### INPUT DATA
☆ ☆ ☆ ☆

async fn reverse_lookup(peer: SocketAddr) -> String {
    let ip = peer.ip();

    // The loopback address has no PTR record worth querying for
    if ip.is_loopback() {
        return "localhost".to_string();
    }

    let Some(resolver) = RESOLVER.as_ref() else {
        return "unknown".to_string();
    };

    match resolver.reverse_lookup(ip).await {
        Ok(names) => names
            .iter()
            .next()
            .map_or_else(|| "unknown".to_string(), |ptr| ptr.to_string()),
        Err(_) => "unknown".to_string(),
    }
}

#[cfg(test)]
mod test {
    use std::{net::SocketAddr, sync::Arc};

    use tokio::io::{AsyncReadExt, AsyncWriteExt};

    use super::Session;
    use crate::server::Server;

    fn peer() -> SocketAddr {
        "127.0.0.1:2525".parse().expect("loopback peer")
    }

    fn test_server() -> Server {
        Server::new().with_hostname("mail.example.com")
    }

    /// Feed a scripted transcript into a session over an in-memory duplex
    /// stream and return everything the session wrote back.
    async fn transcript(server: Server, input: &str) -> String {
        let (mut client, stream) = tokio::io::duplex(64 * 1024);

        let session = Session::create(Arc::new(server), stream, peer(), None, false).await;
        let task = tokio::spawn(session.serve());

        client.write_all(input.as_bytes()).await.unwrap();
        client.shutdown().await.unwrap();

        let mut output = Vec::new();
        client.read_to_end(&mut output).await.unwrap();

        let _ = task.await.unwrap();
        String::from_utf8(output).unwrap()
    }

    fn codes(output: &str) -> Vec<&str> {
        output
            .lines()
            .map(|line| line.get(..4).unwrap_or(line))
            .collect()
    }

    #[tokio::test]
    async fn banner_then_goodbye() {
        let output = transcript(test_server(), "QUIT\r\n").await;

        assert!(output.starts_with("220 mail.example.com smtpd ESMTP Service ready\r\n"));
        assert!(output.contains("221 2.0.0 mail.example.com smtpd ESMTP Service closing"));
    }

    #[tokio::test]
    async fn simple_verbs_need_no_greeting() {
        let output = transcript(
            test_server(),
            "NOOP\r\nRSET\r\nHELP\r\nVRFY\r\nEXPN\r\nTEST\r\n\r\nQUIT\r\n",
        )
        .await;

        assert_eq!(
            codes(&output),
            vec!["220 ", "250 ", "250 ", "502 ", "502 ", "502 ", "500 ", "500 ", "221 "]
        );
    }

    #[tokio::test]
    async fn ehlo_capability_block() {
        let output = transcript(test_server(), "EHLO client.example.net\r\nQUIT\r\n").await;

        assert!(output.contains("250-mail.example.com greets client.example.net\r\n"));
        assert!(output.contains("250-SIZE 0\r\n"));
        assert!(output.contains("250 ENHANCEDSTATUSCODES\r\n"));
        // STARTTLS is only advertised when TLS is configured
        assert!(!output.contains("STARTTLS"));
    }

    #[tokio::test]
    async fn transaction_resets_after_delivery() {
        let output = transcript(
            test_server(),
            "EHLO x\r\nMAIL FROM:<a@b.c>\r\nRCPT TO:<c@d.e>\r\nDATA\r\nTest\r\n.\r\nDATA\r\nQUIT\r\n",
        )
        .await;

        assert!(output.contains("354 "));
        assert!(output.contains("250 2.0.0 Ok: queued\r\n"));
        // The second DATA arrives with an empty envelope
        assert!(output.contains("503 5.5.1 Bad sequence of commands (MAIL & RCPT required before DATA)"));
    }

    #[tokio::test]
    async fn null_reverse_path_accepted() {
        let output = transcript(
            test_server(),
            "MAIL FROM:<>\r\nRCPT TO:<r@d.e>\r\nQUIT\r\n",
        )
        .await;

        assert!(output.contains("250 2.1.0 Ok\r\n"));
        assert!(output.contains("250 2.1.5 Ok\r\n"));
    }

    #[tokio::test]
    async fn delivered_message_carries_received_header() {
        let (sender, mut inbox) = tokio::sync::mpsc::unbounded_channel();

        let server = test_server().with_handler(Arc::new(move |peer, from, to, data| {
            let _ = sender.send((peer, from, to, data));
        }));

        let output = transcript(
            server,
            "EHLO client.example.net\r\nMAIL FROM:<a@b.c>\r\nRCPT TO:<c@d.e>\r\nDATA\r\n\
             .Test message.\r\n..Line 2.\r\nLine 3.\r\n.\r\nQUIT\r\n",
        )
        .await;
        assert!(output.contains("250 2.0.0 Ok: queued\r\n"));

        let (peer, from, to, data) = inbox.recv().await.expect("handler invoked");
        assert_eq!(peer.port(), 2525);
        assert_eq!(from, "a@b.c");
        assert_eq!(to, vec!["c@d.e".to_string()]);

        let message = String::from_utf8(data).unwrap();
        let mut lines = message.split("\r\n");
        assert_eq!(
            lines.next(),
            Some("Received: from client.example.net (localhost [127.0.0.1])")
        );
        assert_eq!(lines.next(), Some("        by mail.example.com (smtpd) with SMTP"));
        assert!(lines.next().is_some_and(|line| line.starts_with("        for <c@d.e>; ")));

        // Leading periods are unstuffed and the terminator line is excluded
        assert!(message.ends_with("Test message.\r\n.Line 2.\r\nLine 3.\r\n"));
    }

    #[tokio::test]
    async fn oversized_message_rejected() {
        let output = transcript(
            test_server().with_max_size(10),
            "MAIL FROM:<a@b.c>\r\nRCPT TO:<c@d.e>\r\nDATA\r\nfar too long for the limit\r\n",
        )
        .await;

        assert!(output.contains(
            "552 5.3.4 Requested mail action aborted: exceeded storage allocation (10)\r\n"
        ));
        assert!(!output.contains("Ok: queued"));
    }

    #[tokio::test]
    async fn declared_size_checked_against_limit() {
        let output = transcript(
            test_server().with_max_size(1000),
            "MAIL FROM:<a@b.c> SIZE=1001\r\nMAIL FROM:<a@b.c> SIZE=1000\r\nQUIT\r\n",
        )
        .await;

        assert!(output.contains(
            "552 5.3.4 Requested mail action aborted: exceeded storage allocation (1000)\r\n"
        ));
        assert!(output.contains("250 2.1.0 Ok\r\n"));
    }
}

☆ ☆ ☆ ☆

### EXERCISE GOAL
Repeat every entry word for word.

### RESPONSE BELOW
async fn reverse_lookup(peer: SocketAddr) -> String {
    let ip = peer.ip();

    // The loopback address has no PTR record worth querying for
    if ip.is_loopback() {
        return "localhost".to_string();
    }

    let Some(resolver) = RESOLVER.as_ref() else {
        return "unknown".to_string();
    };

    match resolver.reverse_lookup(ip).await {
        Ok(names) => names
            .iter()
            .next()
            .map_or_else(|| "unknown".to_string(), |ptr| ptr.to_string()),
        Err(_) => "unknown".to_string(),
    }
}

#[cfg(test)]
mod test {
    use std::{net::SocketAddr, sync::Arc};

    use tokio::io::{AsyncReadExt, AsyncWriteExt};

    use super::Session;
    use crate::server::Server;

    fn peer() -> SocketAddr {
        "127.0.0.1:2525".parse().expect("loopback peer")
    }

    fn test_server() -> Server {
        Server::new().with_hostname("mail.example.com")
    }

    /// Feed a scripted transcript into a session over an in-memory duplex
    /// stream and return everything the session wrote back.
    async fn transcript(server: Server, input: &str) -> String {
        let (mut client, stream) = tokio::io::duplex(64 * 1024);

        let session = Session::create(Arc::new(server), stream, peer(), None, false).await;
        let task = tokio::spawn(session.serve());

        client.write_all(input.as_bytes()).await.unwrap();
        client.shutdown().await.unwrap();

        let mut output = Vec::new();
        client.read_to_end(&mut output).await.unwrap();

        let _ = task.await.unwrap();
        String::from_utf8(output).unwrap()
    }

    fn codes(output: &str) -> Vec<&str> {
        output
            .lines()
            .map(|line| line.get(..4).unwrap_or(line))
            .collect()
    }

    #[tokio::test]
    async fn banner_then_goodbye() {
        let output = transcript(test_server(), "QUIT\r\n").await;

        assert!(output.starts_with("220 mail.example.com smtpd ESMTP Service ready\r\n"));
        assert!(output.contains("221 2.0.0 mail.example.com smtpd ESMTP Service closing"));
    }

    #[tokio::test]
    async fn simple_verbs_need_no_greeting() {
        let output = transcript(
            test_server(),
            "NOOP\r\nRSET\r\nHELP\r\nVRFY\r\nEXPN\r\nTEST\r\n\r\nQUIT\r\n",
        )
        .await;

        assert_eq!(
            codes(&output),
            vec!["220 ", "250 ", "250 ", "502 ", "502 ", "502 ", "500 ", "500 ", "221 "]
        );
    }

    #[tokio::test]
    async fn ehlo_capability_block() {
        let output = transcript(test_server(), "EHLO client.example.net\r\nQUIT\r\n").await;

        assert!(output.contains("250-mail.example.com greets client.example.net\r\n"));
        assert!(output.contains("250-SIZE 0\r\n"));
        assert!(output.contains("250 ENHANCEDSTATUSCODES\r\n"));
        // STARTTLS is only advertised when TLS is configured
        assert!(!output.contains("STARTTLS"));
    }

    #[tokio::test]
    async fn transaction_resets_after_delivery() {
        let output = transcript(
            test_server(),
            "EHLO x\r\nMAIL FROM:<a@b.c>\r\nRCPT TO:<c@d.e>\r\nDATA\r\nTest\r\n.\r\nDATA\r\nQUIT\r\n",
        )
        .await;

        assert!(output.contains("354 "));
        assert!(output.contains("250 2.0.0 Ok: queued\r\n"));
        // The second DATA arrives with an empty envelope
        assert!(output.contains("503 5.5.1 Bad sequence of commands (MAIL & RCPT required before DATA)"));
    }

    #[tokio::test]
    async fn null_reverse_path_accepted() {
        let output = transcript(
            test_server(),
            "MAIL FROM:<>\r\nRCPT TO:<r@d.e>\r\nQUIT\r\n",
        )
        .await;

        assert!(output.contains("250 2.1.0 Ok\r\n"));
        assert!(output.contains("250 2.1.5 Ok\r\n"));
    }

    #[tokio::test]
    async fn delivered_message_carries_received_header() {
        let (sender, mut inbox) = tokio::sync::mpsc::unbounded_channel();

        let server = test_server().with_handler(Arc::new(move |peer, from, to, data| {
            let _ = sender.send((peer, from, to, data));
        }));

        let output = transcript(
            server,
            "EHLO client.example.net\r\nMAIL FROM:<a@b.c>\r\nRCPT TO:<c@d.e>\r\nDATA\r\n\
             .Test message.\r\n..Line 2.\r\nLine 3.\r\n.\r\nQUIT\r\n",
        )
        .await;
        assert!(output.contains("250 2.0.0 Ok: queued\r\n"));

        let (peer, from, to, data) = inbox.recv().await.expect("handler invoked");
        assert_eq!(peer.port(), 2525);
        assert_eq!(from, "a@b.c");
        assert_eq!(to, vec!["c@d.e".to_string()]);

        let message = String::from_utf8(data).unwrap();
        let mut lines = message.split("\r\n");
        assert_eq!(
            lines.next(),
            Some("Received: from client.example.net (localhost [127.0.0.1])")
        );
        assert_eq!(lines.next(), Some("        by mail.example.com (smtpd) with SMTP"));
        assert!(lines.next().is_some_and(|line| line.starts_with("        for <c@d.e>; ")));

        // Leading periods are unstuffed and the terminator line is excluded
        assert!(message.ends_with("Test message.\r\n.Line 2.\r\nLine 3.\r\n"));
    }

    #[tokio::test]
    async fn oversized_message_rejected() {
        let output = transcript(
            test_server().with_max_size(10),
            "MAIL FROM:<a@b.c>\r\nRCPT TO:<c@d.e>\r\nDATA\r\nfar too long for the limit\r\n",
        )
        .await;

        assert!(output.contains(
            "552 5.3.4 Requested mail action aborted: exceeded storage allocation (10)\r\n"
        ));
        assert!(!output.contains("Ok: queued"));
    }

    #[tokio::test]
    async fn declared_size_checked_against_limit() {
        let output = transcript(
            test_server().with_max_size(1000),
            "MAIL FROM:<a@b.c> SIZE=1001\r\nMAIL FROM:<a@b.c> SIZE=1000\r\nQUIT\r\n",
        )
        .await;

        assert!(output.contains(
            "552 5.3.4 Requested mail action aborted: exceeded storage allocation (1000)\r\n"
        ));
        assert!(output.contains("250 2.1.0 Ok\r\n"));
    }
}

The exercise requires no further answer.